What the task requires:
Check the data underneath for lines holding the word "Registry", and state only how many you find.

Dataset excerpts:
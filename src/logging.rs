//! Logging System
//!
//! Structured logging built on the `tracing` crate. The core only logs;
//! hosts that want a file destination or rotation install their own
//! subscriber instead of calling [`init_logging`].

use serde::{Deserialize, Serialize};
use tracing_subscriber::fmt::time::ChronoUtc;
use tracing_subscriber::{fmt, layer::SubscriberExt, util::SubscriberInitExt, EnvFilter, Registry};

/// Logging configuration
#[derive(Debug, Clone, Serialize, Deserialize)]
pub struct LoggingConfig {
    /// Log level: trace, debug, info, warn, error, off
    #[serde(default = "default_log_level")]
    pub level: String,

    /// Output format: json, text (default: text)
    #[serde(default = "default_format")]
    pub format: String,

    /// Enable colored output (text format only)
    #[serde(default = "default_true")]
    pub color: bool,
}

fn default_log_level() -> String {
    "info".to_string()
}

fn default_format() -> String {
    "text".to_string()
}

fn default_true() -> bool {
    true
}

impl Default for LoggingConfig {
    fn default() -> Self {
        Self {
            level: default_log_level(),
            format: default_format(),
            color: default_true(),
        }
    }
}

/// Initialize the logging system
///
/// Priority order (highest to lowest):
/// 1. `ENSEMBLE_LOG` environment variable
/// 2. Provided configuration
/// 3. Defaults
pub fn init_logging(config: Option<&LoggingConfig>) -> Result<(), String> {
    let level = config.map(|c| c.level.as_str()).unwrap_or("info");
    let filter = EnvFilter::try_from_env("ENSEMBLE_LOG")
        .or_else(|_| EnvFilter::try_new(level))
        .map_err(|e| format!("Invalid log level '{}': {}", level, e))?;

    let base_subscriber = Registry::default().with(filter);

    let format = config.map(|c| c.format.as_str()).unwrap_or("text");
    let use_color = config.map(|c| c.color).unwrap_or(true);

    if format == "json" {
        base_subscriber
            .with(
                fmt::layer()
                    .json()
                    .with_target(true)
                    .with_timer(ChronoUtc::rfc_3339())
                    .with_writer(std::io::stdout),
            )
            .try_init()
            .map_err(|e| format!("Failed to install subscriber: {}", e))?;
    } else {
        base_subscriber
            .with(
                fmt::layer()
                    .with_target(true)
                    .with_timer(ChronoUtc::rfc_3339())
                    .with_ansi(use_color)
                    .with_writer(std::io::stdout),
            )
            .try_init()
            .map_err(|e| format!("Failed to install subscriber: {}", e))?;
    }

    Ok(())
}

Response to the task:
2